I won't go into a lot of details, but the gist is as follows. If you want to determine if w is changing with time, you have to start with some model for how it's changing -- basically, you have to assume a functional form. You look at data from the past, determine what w was then, and choose some function for w that changes with time and try to measure its parameters. In cosmology, we usually discuss time in terms of redshift (denoted by z), which is a measure of how much the Universe has expanded since whatever bit of the past we're observing. The redshift z decreases with time and is zero today; future times have negative redshifts.

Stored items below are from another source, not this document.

//! Candidate identifiers, attribute bags and records.

use super::{Disposition, ReviewerKey};
use crate::{Error, Result};
use serde::{Deserialize, Serialize};
use serde_json::Value;
use std::collections::BTreeMap;
use std::fmt;

/// Document store partition holding candidate documents.
pub const CANDIDATE_PARTITION: &str = "tic";

/// Identifier of a TESS candidate, without the partition prefix.
#[derive(Debug, Clone, PartialEq, Eq, Hash, PartialOrd, Ord, Serialize, Deserialize)]
#[serde(transparent)]
pub struct CandidateId(String);

impl CandidateId {
    /// Creates a candidate ID.
    #[must_use]
    pub fn new(id: impl Into<String>) -> Self {
        Self(id.into())
    }

    /// Parses a document key such as `tic:100` into `100`.
    ///
    /// # Errors
    ///
    /// Returns [`Error::InvalidInput`] if the key is not in the candidate
    /// partition or the id part is empty.
    pub fn from_document_key(key: &str) -> Result<Self> {
        match key.split_once(':') {
            Some((CANDIDATE_PARTITION, id)) if !id.is_empty() => Ok(Self(id.to_string())),
            _ => Err(Error::InvalidInput(format!(
                "'{key}' is not a '{CANDIDATE_PARTITION}:' document key"
            ))),
        }
    }

    /// Returns the document store key (`tic:<id>`).
    #[must_use]
    pub fn document_key(&self) -> String {
        format!("{CANDIDATE_PARTITION}:{}", self.0)
    }

    /// Returns true if the id is empty or only whitespace.
    #[must_use]
    pub fn is_blank(&self) -> bool {
        self.0.trim().is_empty()
    }

    /// Returns the ID as a string slice.
    #[must_use]
    pub fn as_str(&self) -> &str {
        &self.0
    }
}

impl fmt::Display for CandidateId {
    fn fmt(&self, f: &mut fmt::Formatter<'_>) -> fmt::Result {
        write!(f, "{}", self.0)
    }
}

impl From<&str> for CandidateId {
    fn from(s: &str) -> Self {
        Self(s.to_string())
    }
}

impl From<String> for CandidateId {
    fn from(s: String) -> Self {
        Self(s)
    }
}

/// A scalar attribute value from a candidate document.
///
/// Values are kept in their remote representation so exports reproduce
/// them verbatim.
#[derive(Debug, Clone, PartialEq, Serialize, Deserialize)]
#[serde(untagged)]
pub enum AttributeValue {
    /// Boolean flag.
    Bool(bool),
    /// Numeric value.
    Number(serde_json::Number),
    /// Text value.
    Text(String),
    /// Arrays or objects the schema does not expect.
    Other(Value),
}

impl fmt::Display for AttributeValue {
    fn fmt(&self, f: &mut fmt::Formatter<'_>) -> fmt::Result {
        match self {
            Self::Bool(b) => write!(f, "{b}"),
            Self::Number(n) => write!(f, "{n}"),
            Self::Text(s) => write!(f, "{s}"),
            Self::Other(Value::Array(items)) => {
                // Sector lists render comma-joined.
                let joined = items
                    .iter()
                    .map(|item| match item {
                        Value::String(s) => s.clone(),
                        Value::Null => String::new(),
                        other => other.to_string(),
                    })
                    .collect::<Vec<_>>()
                    .join(",");
                write!(f, "{joined}")
            },
            Self::Other(other) => write!(f, "{other}"),
        }
    }
}

impl From<&str> for AttributeValue {
    fn from(s: &str) -> Self {
        Self::Text(s.to_string())
    }
}

impl From<f64> for AttributeValue {
    fn from(n: f64) -> Self {
        serde_json::Number::from_f64(n).map_or(Self::Other(Value::Null), Self::Number)
    }
}

impl From<i64> for AttributeValue {
    fn from(n: i64) -> Self {
        Self::Number(n.into())
    }
}

/// Attribute fields every candidate document is expected to carry.
#[derive(Debug, Clone, Copy, PartialEq, Eq, Hash)]
pub enum KnownField {
    /// TESS sectors the target was observed in.
    Sectors,
    /// Transit epoch (BJD).
    Epoch,
    /// Orbital period (days).
    Period,
    /// Transit duration (hours).
    Duration,
    /// Transit depth (ppm).
    Depth,
    /// Transit depth (percent).
    DepthPercent,
    /// Companion radius (Jupiter radii).
    RTranister,
    /// Stellar radius (solar radii).
    RStar,
    /// TESS magnitude.
    Tmag,
    /// Magnitude difference to the brightest neighbour.
    DeltaTmag,
}

impl KnownField {
    /// All known fields, in export column order.
    pub const ALL: [Self; 10] = [
        Self::Sectors,
        Self::Epoch,
        Self::Period,
        Self::Duration,
        Self::Depth,
        Self::DepthPercent,
        Self::RTranister,
        Self::RStar,
        Self::Tmag,
        Self::DeltaTmag,
    ];

    /// Field name as stored in the remote document.
    #[must_use]
    pub const fn as_str(self) -> &'static str {
        match self {
            Self::Sectors => "sectors",
            Self::Epoch => "epoch",
            Self::Period => "period",
            Self::Duration => "duration",
            Self::Depth => "depth",
            Self::DepthPercent => "depthPercent",
            Self::RTranister => "rTranister",
            Self::RStar => "rStar",
            Self::Tmag => "tmag",
            Self::DeltaTmag => "deltaTmag",
        }
    }
}

/// A candidate document as stored in the document store.
///
/// The known attributes are typed; anything else is preserved in
/// [`CandidateDocument::extra`] so a read-modify-write cycle never drops
/// fields this crate does not know about.
#[derive(Debug, Clone, Default, PartialEq, Serialize, Deserialize)]
pub struct CandidateDocument {
    /// Document key (`tic:<id>`).
    #[serde(rename = "_id", default, skip_serializing_if = "Option::is_none")]
    pub key: Option<String>,
    /// Revision token required by the store for updates.
    #[serde(rename = "_rev", default, skip_serializing_if = "Option::is_none")]
    pub rev: Option<String>,
    /// Sectors.
    #[serde(default, skip_serializing_if = "Option::is_none")]
    pub sectors: Option<AttributeValue>,
    /// Epoch.
    #[serde(default, skip_serializing_if = "Option::is_none")]
    pub epoch: Option<AttributeValue>,
    /// Period.
    #[serde(default, skip_serializing_if = "Option::is_none")]
    pub period: Option<AttributeValue>,
    /// Duration.
    #[serde(default, skip_serializing_if = "Option::is_none")]
    pub duration: Option<AttributeValue>,
    /// Depth in ppm.
    #[serde(default, skip_serializing_if = "Option::is_none")]
    pub depth: Option<AttributeValue>,
    /// Depth in percent.
    #[serde(
        rename = "depthPercent",
        default,
        skip_serializing_if = "Option::is_none"
    )]
    pub depth_percent: Option<AttributeValue>,
    /// Companion radius.
    #[serde(rename = "rTranister", default, skip_serializing_if = "Option::is_none")]
    pub r_tranister: Option<AttributeValue>,
    /// Stellar radius.
    #[serde(rename = "rStar", default, skip_serializing_if = "Option::is_none")]
    pub r_star: Option<AttributeValue>,
    /// TESS magnitude.
    #[serde(default, skip_serializing_if = "Option::is_none")]
    pub tmag: Option<AttributeValue>,
    /// Delta magnitude.
    #[serde(rename = "deltaTmag", default, skip_serializing_if = "Option::is_none")]
    pub delta_tmag: Option<AttributeValue>,
    /// Reviewer verdicts.
    #[serde(default, deserialize_with = "super::null_as_default")]
    pub dispositions: BTreeMap<ReviewerKey, Disposition>,
    /// Fields outside the known schema.
    #[serde(flatten)]
    pub extra: BTreeMap<String, Value>,
}

impl CandidateDocument {
    /// Decodes a raw document.
    ///
    /// # Errors
    ///
    /// Returns [`Error::OperationFailed`] if the JSON does not match the
    /// candidate schema.
    pub fn from_value(value: Value) -> Result<Self> {
        serde_json::from_value(value).map_err(|e| Error::operation("decode_candidate", e))
    }

    /// Encodes the document for a write.
    ///
    /// # Errors
    ///
    /// Returns [`Error::OperationFailed`] if serialization fails.
    pub fn to_value(&self) -> Result<Value> {
        serde_json::to_value(self).map_err(|e| Error::operation("encode_candidate", e))
    }

    /// Returns a known attribute.
    #[must_use]
    pub const fn attribute(&self, field: KnownField) -> Option<&AttributeValue> {
        match field {
            KnownField::Sectors => self.sectors.as_ref(),
            KnownField::Epoch => self.epoch.as_ref(),
            KnownField::Period => self.period.as_ref(),
            KnownField::Duration => self.duration.as_ref(),
            KnownField::Depth => self.depth.as_ref(),
            KnownField::DepthPercent => self.depth_percent.as_ref(),
            KnownField::RTranister => self.r_tranister.as_ref(),
            KnownField::RStar => self.r_star.as_ref(),
            KnownField::Tmag => self.tmag.as_ref(),
            KnownField::DeltaTmag => self.delta_tmag.as_ref(),
        }
    }

    /// Sets a known attribute.
    pub fn set_attribute(&mut self, field: KnownField, value: Option<AttributeValue>) {
        let slot = match field {
            KnownField::Sectors => &mut self.sectors,
            KnownField::Epoch => &mut self.epoch,
            KnownField::Period => &mut self.period,
            KnownField::Duration => &mut self.duration,
            KnownField::Depth => &mut self.depth,
            KnownField::DepthPercent => &mut self.depth_percent,
            KnownField::RTranister => &mut self.r_tranister,
            KnownField::RStar => &mut self.r_star,
            KnownField::Tmag => &mut self.tmag,
            KnownField::DeltaTmag => &mut self.delta_tmag,
        };
        *slot = value;
    }
}

/// A candidate with its document.
#[derive(Debug, Clone, PartialEq, Serialize, Deserialize)]
pub struct CandidateRecord {
    /// Candidate identifier.
    pub id: CandidateId,
    /// The stored document, including dispositions.
    pub document: CandidateDocument,
}

impl CandidateRecord {
    /// Creates a record.
    #[must_use]
    pub const fn new(id: CandidateId, document: CandidateDocument) -> Self {
        Self { id, document }
    }

    /// Creates a record with an empty document keyed for `id`.
    #[must_use]
    pub fn empty(id: impl Into<CandidateId>) -> Self {
        let id = id.into();
        let document = CandidateDocument {
            key: Some(id.document_key()),
            ..CandidateDocument::default()
        };
        Self { id, document }
    }

    /// Builds a record from a decoded document, deriving the id from its key.
    ///
    /// # Errors
    ///
    /// Returns [`Error::InvalidInput`] if the document has no candidate key.
    pub fn from_document(document: CandidateDocument) -> Result<Self> {
        let key = document
            .key
            .as_deref()
            .ok_or_else(|| Error::InvalidInput("candidate document has no _id".to_string()))?;
        let id = CandidateId::from_document_key(key)?;
        Ok(Self { id, document })
    }

    /// Returns the disposition map.
    #[must_use]
    pub const fn dispositions(&self) -> &BTreeMap<ReviewerKey, Disposition> {
        &self.document.dispositions
    }

    /// Returns a reviewer's disposition, if any.
    #[must_use]
    pub fn disposition_for(&self, reviewer: &ReviewerKey) -> Option<&Disposition> {
        self.document.dispositions.get(reviewer)
    }

    /// Number of distinct reviewers with a disposition.
    #[must_use]
    pub fn reviewer_count(&self) -> usize {
        self.document.dispositions.len()
    }
}

#[cfg(test)]
mod tests {
    use super::*;
    use serde_json::json;
    use test_case::test_case;

    #[test_case("tic:100", "100" ; "plain")]
    #[test_case("tic:1234(b)", "1234(b)" ; "with planet suffix")]
    #[test_case("tic:1:2", "1:2" ; "colon in id")]
    fn test_from_document_key(key: &str, expected: &str) {
        assert_eq!(CandidateId::from_document_key(key).unwrap().as_str(), expected);
    }

    #[test_case("user:a" ; "other partition")]
    #[test_case("tic:" ; "empty id")]
    #[test_case("100" ; "no prefix")]
    fn test_from_document_key_rejects(key: &str) {
        assert!(CandidateId::from_document_key(key).is_err());
    }

    #[test]
    fn test_document_key_roundtrip() {
        let id = CandidateId::new("42");
        assert_eq!(id.document_key(), "tic:42");
        assert_eq!(CandidateId::from_document_key(&id.document_key()).unwrap(), id);
    }

    #[test]
    fn test_decode_known_and_extra_fields() {
        let doc = CandidateDocument::from_value(json!({
            "_id": "tic:100",
            "_rev": "3-abc",
            "sectors": "1,2",
            "period": 3.5,
            "depthPercent": 0.12,
            "tmag": 9,
            "flagged": true,
            "notes": {"a": 1},
            "dispositions": {"user:a": {"disposition": "PC", "comments": "nice"}}
        }))
        .unwrap();

        assert_eq!(doc.rev.as_deref(), Some("3-abc"));
        assert_eq!(doc.attribute(KnownField::Sectors).unwrap().to_string(), "1,2");
        assert_eq!(doc.attribute(KnownField::Period).unwrap().to_string(), "3.5");
        assert_eq!(doc.attribute(KnownField::Tmag).unwrap().to_string(), "9");
        assert!(doc.attribute(KnownField::Epoch).is_none());
        assert_eq!(doc.extra.get("flagged"), Some(&json!(true)));
        assert!(doc.extra.contains_key("notes"));
        assert!(!doc.extra.contains_key("period"));
        assert_eq!(doc.dispositions.len(), 1);
    }

    #[test]
    fn test_null_dispositions_decode_as_empty() {
        let doc = CandidateDocument::from_value(json!({"_id": "tic:1", "dispositions": null}))
            .unwrap();
        assert!(doc.dispositions.is_empty());
    }

    #[test]
    fn test_reencode_preserves_unknown_fields() {
        let raw = json!({"_id": "tic:7", "_rev": "1-x", "custom": [1, 2], "depth": "300"});
        let doc = CandidateDocument::from_value(raw).unwrap();
        let encoded = doc.to_value().unwrap();
        assert_eq!(encoded["custom"], json!([1, 2]));
        assert_eq!(encoded["depth"], json!("300"));
        assert_eq!(encoded["_rev"], json!("1-x"));
    }

    #[test]
    fn test_array_attribute_renders_joined() {
        let value = AttributeValue::Other(json!([1, 2, "3"]));
        assert_eq!(value.to_string(), "1,2,3");
    }

    #[test]
    fn test_record_from_document() {
        let doc = CandidateDocument {
            key: Some("tic:55".to_string()),
            ..CandidateDocument::default()
        };
        let record = CandidateRecord::from_document(doc).unwrap();
        assert_eq!(record.id.as_str(), "55");
        assert_eq!(record.reviewer_count(), 0);

        assert!(CandidateRecord::from_document(CandidateDocument::default()).is_err());
    }
}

A typical parameterization of dark energy looks like this: w(z) = w0 + wa (z/(1+z)). The form doesn't matter so much except in that w0 is the value of w today, a positive value of wa means w is decreasing with time, and a negative wa means it's increasing. This parameterization has the property that it goes to infinity in the future at z=-1. Li and colleagues don't like this, but it's hard for me to see why it matters. A redshift of -1 corresponds to an infinite scale factor, which is a big rip. If the only problem with the formula occurs when the big rip is actually in progress, it's hard to see why that should be a big deal for determining anything that happens up to that point.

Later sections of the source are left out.